▶

//! Offer Types and Structures
//!
//! An offer locks an amount of one instrument and asks for another at a fixed
//! unit price. Takers quote against it to learn what they would pay.

use crate::engine::calculator::{calculate_trade_amounts, TradeAmounts};
use crate::engine::entry::InstrumentId;
use crate::error::{Result, SettleError};
use crate::metrics;
use rust_decimal::Decimal;
use serde::{Deserialize, Serialize};

const SECS_PER_MINUTE: u64 = 60;
const SECS_PER_HOUR: u64 = 60 * SECS_PER_MINUTE;

/// A listed OTC offer
#[derive(Debug, Clone, PartialEq, Eq, Serialize, Deserialize)]
#[serde(rename_all = "camelCase")]
pub struct OtcOffer {
    /// Maker who listed the offer
    pub creator: String,
    pub validator: String,
    pub cleaner: String,
    /// Fee rate charged to each side, fixed when the offer was created
    pub fee_rate: Decimal,
    pub public_party: String,
    /// Asset the maker locked
    pub locked_instrument: InstrumentId,
    /// Asset the maker wants in return
    pub requested_instrument: InstrumentId,
    /// Quantity of the locked asset still available
    pub locked_amount: Decimal,
    /// Decimal places of the requested (payment) instrument
    pub payment_token_scale: u32,
    /// Price of one locked unit in the requested instrument
    pub unit_price: Decimal,
    /// Expiry, unix seconds
    pub valid_until: u64,
    pub description: String,
}

impl OtcOffer {
    /// Prices a trade of `actual_amount` locked units against this offer
    ///
    /// # Arguments
    /// * `actual_amount` - Quantity the taker wants to receive
    ///
    /// # Returns
    /// * `Ok(TradeAmounts)` - Settlement breakdown at the offer's price, fee and scale
    /// * `Err(SettleError::InvalidArgument)` - If the amount exceeds what is locked
    pub fn quote(&self, actual_amount: Decimal) -> Result<TradeAmounts> {
        if actual_amount > self.locked_amount {
            return Err(SettleError::invalid(format!(
                "amount {} exceeds locked amount {}",
                actual_amount, self.locked_amount
            )));
        }
        metrics::record_quote(|| {
            calculate_trade_amounts(
                actual_amount,
                self.unit_price,
                self.fee_rate,
                self.payment_token_scale,
            )
        })
    }

    /// Returns true once `now` has reached `valid_until`
    pub fn is_expired(&self, now: u64) -> bool {
        self.valid_until <= now
    }

    /// Human readable time left: `Expired`, `2d 3h` beyond a day, otherwise `5h 12m`
    pub fn time_remaining(&self, now: u64) -> String {
        if self.is_expired(now) {
            return "Expired".to_string();
        }
        let remaining = self.valid_until - now;
        let hours = remaining / SECS_PER_HOUR;
        let minutes = (remaining % SECS_PER_HOUR) / SECS_PER_MINUTE;

        if hours > 24 {
            return format!("{}d {}h", hours / 24, hours % 24);
        }
        format!("{}h {}m", hours, minutes)
    }
}
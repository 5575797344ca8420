//! Fixed-point settlement arithmetic for an OTC digital-asset market.
//!
//! The core entry points are [`round_to`] and [`calculate_trade_amounts`];
//! [`OtcOffer::quote`] prices a trade against a listed offer.

pub mod config;
pub mod engine;
pub mod error;
pub mod format;
pub mod metrics;

pub use config::RuntimeConfig;
pub use engine::entry::{CreateOfferArgs, Holding, InstrumentId, OtcMarketService, OtcOffer};
pub use engine::{calculate_trade_amounts, checked_scale, round_to, TradeAmounts, MAX_SCALE};
pub use error::{Result, SettleError};
//! Scale-aware Rounding
//!
//! Settlement amounts are rounded the same way the on-chain contract rounds them:
//! shift by `10^scale`, take the ceiling, shift back. Every positive remainder is
//! rounded up, so negative values move toward zero.

use crate::error::{Result, SettleError};
use rust_decimal::{Decimal, RoundingStrategy};

/// Largest number of fractional digits a `Decimal` can carry
pub const MAX_SCALE: u32 = 28;

/// Converts a signed scale (as read from user input) into a supported one
///
/// # Arguments
/// * `scale` - Number of decimal places requested
///
/// # Returns
/// * `Ok(u32)` - The scale if it lies in `0..=MAX_SCALE`
/// * `Err(SettleError::InvalidArgument)` - If the scale is negative or too large
pub fn checked_scale(scale: i64) -> Result<u32> {
    if scale < 0 {
        return Err(SettleError::invalid(format!(
            "scale {} must not be negative",
            scale
        )));
    }
    let scale = u32::try_from(scale)
        .map_err(|_| SettleError::invalid(format!("scale {} is too large", scale)))?;
    ensure_scale(scale)?;
    Ok(scale)
}

pub(crate) fn ensure_scale(scale: u32) -> Result<()> {
    if scale > MAX_SCALE {
        return Err(SettleError::invalid(format!(
            "scale {} exceeds the supported maximum of {}",
            scale, MAX_SCALE
        )));
    }
    Ok(())
}

/// Checks that a per-side fee rate lies in `[0, 1)`
pub fn ensure_fee_rate(fee_rate: Decimal) -> Result<()> {
    if fee_rate < Decimal::ZERO || fee_rate >= Decimal::ONE {
        return Err(SettleError::invalid(format!(
            "fee rate {} outside [0, 1)",
            fee_rate
        )));
    }
    Ok(())
}

/// Rounds `value` up (toward positive infinity) to `scale` decimal places
///
/// The result is padded to `scale` fractional digits, so `round_to(2, 200)`
/// renders as `200.00`. Padding stops where the 96-bit mantissa runs out:
/// `round_to(28, 12345678901.5)` keeps only 18 fractional digits. The value is
/// exact either way.
///
/// # Arguments
/// * `scale` - Number of decimal places to keep
/// * `value` - Value to round
///
/// # Returns
/// * `Ok(Decimal)` - The ceiling of `value` at the given scale
/// * `Err(SettleError::InvalidArgument)` - If the scale is unsupported
pub fn round_to(scale: u32, value: Decimal) -> Result<Decimal> {
    ensure_scale(scale)?;
    let mut rounded = value.round_dp_with_strategy(scale, RoundingStrategy::ToPositiveInfinity);
    rounded.rescale(scale);
    Ok(rounded)
}

#[cfg(test)]
mod tests {
    use super::*;
    use rand::rngs::StdRng;
    use rand::{Rng, SeedableRng};
    use rust_decimal_macros::dec;

    fn pow10(scale: u32) -> Decimal {
        Decimal::from(10_u64.pow(scale))
    }

    #[test]
    fn test_round_up_positive() {
        assert_eq!(round_to(2, dec!(99.667)).unwrap(), dec!(99.67));
        assert_eq!(round_to(2, dec!(0.666)).unwrap(), dec!(0.67));
        assert_eq!(round_to(2, dec!(1.001)).unwrap(), dec!(1.01));
        assert_eq!(round_to(6, dec!(62908.875)).unwrap(), dec!(62908.875));
    }

    #[test]
    fn test_round_negative_toward_zero() {
        assert_eq!(round_to(2, dec!(-1.005)).unwrap(), dec!(-1.00));
        assert_eq!(round_to(0, dec!(-0.5)).unwrap(), dec!(0));
    }

    #[test]
    fn test_result_carries_scale() {
        assert_eq!(round_to(2, dec!(200)).unwrap().to_string(), "200.00");
        assert_eq!(round_to(2, dec!(0)).unwrap().to_string(), "0.00");
        assert_eq!(round_to(0, dec!(3.2)).unwrap().to_string(), "4");
    }

    #[test]
    fn test_scale_bounds() {
        assert!(round_to(MAX_SCALE, dec!(1.5)).is_ok());
        assert!(matches!(
            round_to(MAX_SCALE + 1, dec!(1.5)),
            Err(SettleError::InvalidArgument(_))
        ));
        assert_eq!(checked_scale(18).unwrap(), 18);
        assert!(matches!(
            checked_scale(-1),
            Err(SettleError::InvalidArgument(_))
        ));
        assert!(checked_scale(i64::MAX).is_err());
    }

    #[test]
    fn test_padding_limited_by_mantissa() {
        let value = dec!(12345678901.5);
        let rounded = round_to(MAX_SCALE, value).unwrap();
        assert_eq!(rounded, value);
        assert!(rounded.scale() < MAX_SCALE);
        assert_eq!(rounded.scale(), 18);
        assert_eq!(round_to(18, value).unwrap().scale(), 18);
    }

    #[test]
    fn test_fee_rate_bounds() {
        assert!(ensure_fee_rate(dec!(0)).is_ok());
        assert!(ensure_fee_rate(dec!(0.005)).is_ok());
        assert!(ensure_fee_rate(dec!(0.999999)).is_ok());
        assert!(matches!(
            ensure_fee_rate(dec!(1)),
            Err(SettleError::InvalidArgument(_))
        ));
        assert!(matches!(
            ensure_fee_rate(dec!(-0.001)),
            Err(SettleError::InvalidArgument(_))
        ));
    }

    #[test]
    fn test_ceiling_property() {
        let mut rng = StdRng::seed_from_u64(0x5e771e);
        for _ in 0..2000 {
            let value = Decimal::new(rng.gen_range(-1_000_000_000..1_000_000_000), rng.gen_range(0..=9));
            let scale = rng.gen_range(0..=18);
            let rounded = round_to(scale, value).unwrap();
            assert!(rounded >= value, "{} rounded to {} below input", value, rounded);
            assert!((rounded * pow10(scale)).fract().is_zero());
            // never more than one unit away
            assert!(rounded - value < Decimal::ONE / pow10(scale));
        }
    }

    #[test]
    fn test_scale_zero_is_ceil() {
        let mut rng = StdRng::seed_from_u64(7);
        for _ in 0..1000 {
            let value = Decimal::new(rng.gen_range(-10_000_000..10_000_000), rng.gen_range(0..=4));
            assert_eq!(round_to(0, value).unwrap(), value.ceil());
        }
    }
}
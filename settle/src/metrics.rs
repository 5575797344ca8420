//! Metrics collection for quote computations
//!
//! Counts quotes by outcome and records how long each one took, using Prometheus.

use crate::error::Result;
use lazy_static::lazy_static;
use prometheus::{CounterVec, Encoder, HistogramOpts, HistogramVec, Opts, Registry, TextEncoder};
use std::time::Instant;

lazy_static! {
    /// Global Prometheus registry instance
    pub static ref REGISTRY_INSTANCE: Registry = Registry::new();

    /// Counter for quotes by outcome (`ok`, `invalid_argument`, `overflow`, ...)
    pub static ref QUOTE_COUNTER_VEC: CounterVec =
        CounterVec::new(Opts::new("quote_counter", "quote counter"), &["outcome"]).unwrap();

    /// Histogram of quote computation times
    pub static ref QUOTE_HISTOGRAM_VEC: HistogramVec = HistogramVec::new(
        HistogramOpts::new("quote_cost", "quote cost"),
        &["outcome"]
    )
    .unwrap();
}

/// Registers all metric collectors with the global registry
pub fn init_registry() {
    let _ = REGISTRY_INSTANCE.register(Box::new(QUOTE_COUNTER_VEC.clone()));
    let _ = REGISTRY_INSTANCE.register(Box::new(QUOTE_HISTOGRAM_VEC.clone()));
}

fn outcome_label<T>(result: &Result<T>) -> &'static str {
    use crate::error::SettleError::*;
    match result {
        Ok(_) => "ok",
        Err(InvalidArgument(_)) => "invalid_argument",
        Err(Overflow(_)) => "overflow",
        Err(Parse { .. }) => "parse",
        Err(Config(_)) => "config",
        Err(UnknownInstrument(_)) => "unknown_instrument",
    }
}

/// Runs a quote computation and records its outcome and duration
///
/// # Arguments
///
/// * `handler` - Computation to execute and measure
///
/// # Returns
///
/// Returns the result of the handler unchanged
pub fn record_quote<F, T>(handler: F) -> Result<T>
where
    F: FnOnce() -> Result<T>,
{
    let start = Instant::now();
    let result = handler();
    let outcome = outcome_label(&result);

    QUOTE_COUNTER_VEC.with_label_values(&[outcome]).inc();
    QUOTE_HISTOGRAM_VEC
        .with_label_values(&[outcome])
        .observe(start.elapsed().as_secs_f64());

    result
}

/// Renders the registry in the Prometheus text exposition format
pub fn gather_text() -> prometheus::Result<String> {
    let encoder = TextEncoder::new();
    let mut buffer = Vec::new();
    encoder.encode(&REGISTRY_INSTANCE.gather(), &mut buffer)?;
    String::from_utf8(buffer).map_err(|e| prometheus::Error::Msg(e.to_string()))
}

#[cfg(test)]
mod tests {
    use super::*;
    use crate::error::SettleError;

    #[test]
    fn test_record_quote_counts_outcomes() {
        init_registry();
        let ok_before = QUOTE_COUNTER_VEC.with_label_values(&["ok"]).get();
        let bad_before = QUOTE_COUNTER_VEC
            .with_label_values(&["invalid_argument"])
            .get();

        assert_eq!(record_quote(|| Ok(7)), Ok(7));
        let failed: Result<()> = record_quote(|| Err(SettleError::invalid("nope")));
        assert!(failed.is_err());

        assert!(QUOTE_COUNTER_VEC.with_label_values(&["ok"]).get() >= ok_before + 1.0);
        assert!(
            QUOTE_COUNTER_VEC
                .with_label_values(&["invalid_argument"])
                .get()
                >= bad_before + 1.0
        );

        let text = gather_text().unwrap();
        assert!(text.contains("quote_counter"));
        assert!(text.contains("quote_cost"));
    }
}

◀

Scan the data above. Return every line with "contains" in it.

        assert!(text.contains("quote_counter"));
        assert!(text.contains("quote_cost"));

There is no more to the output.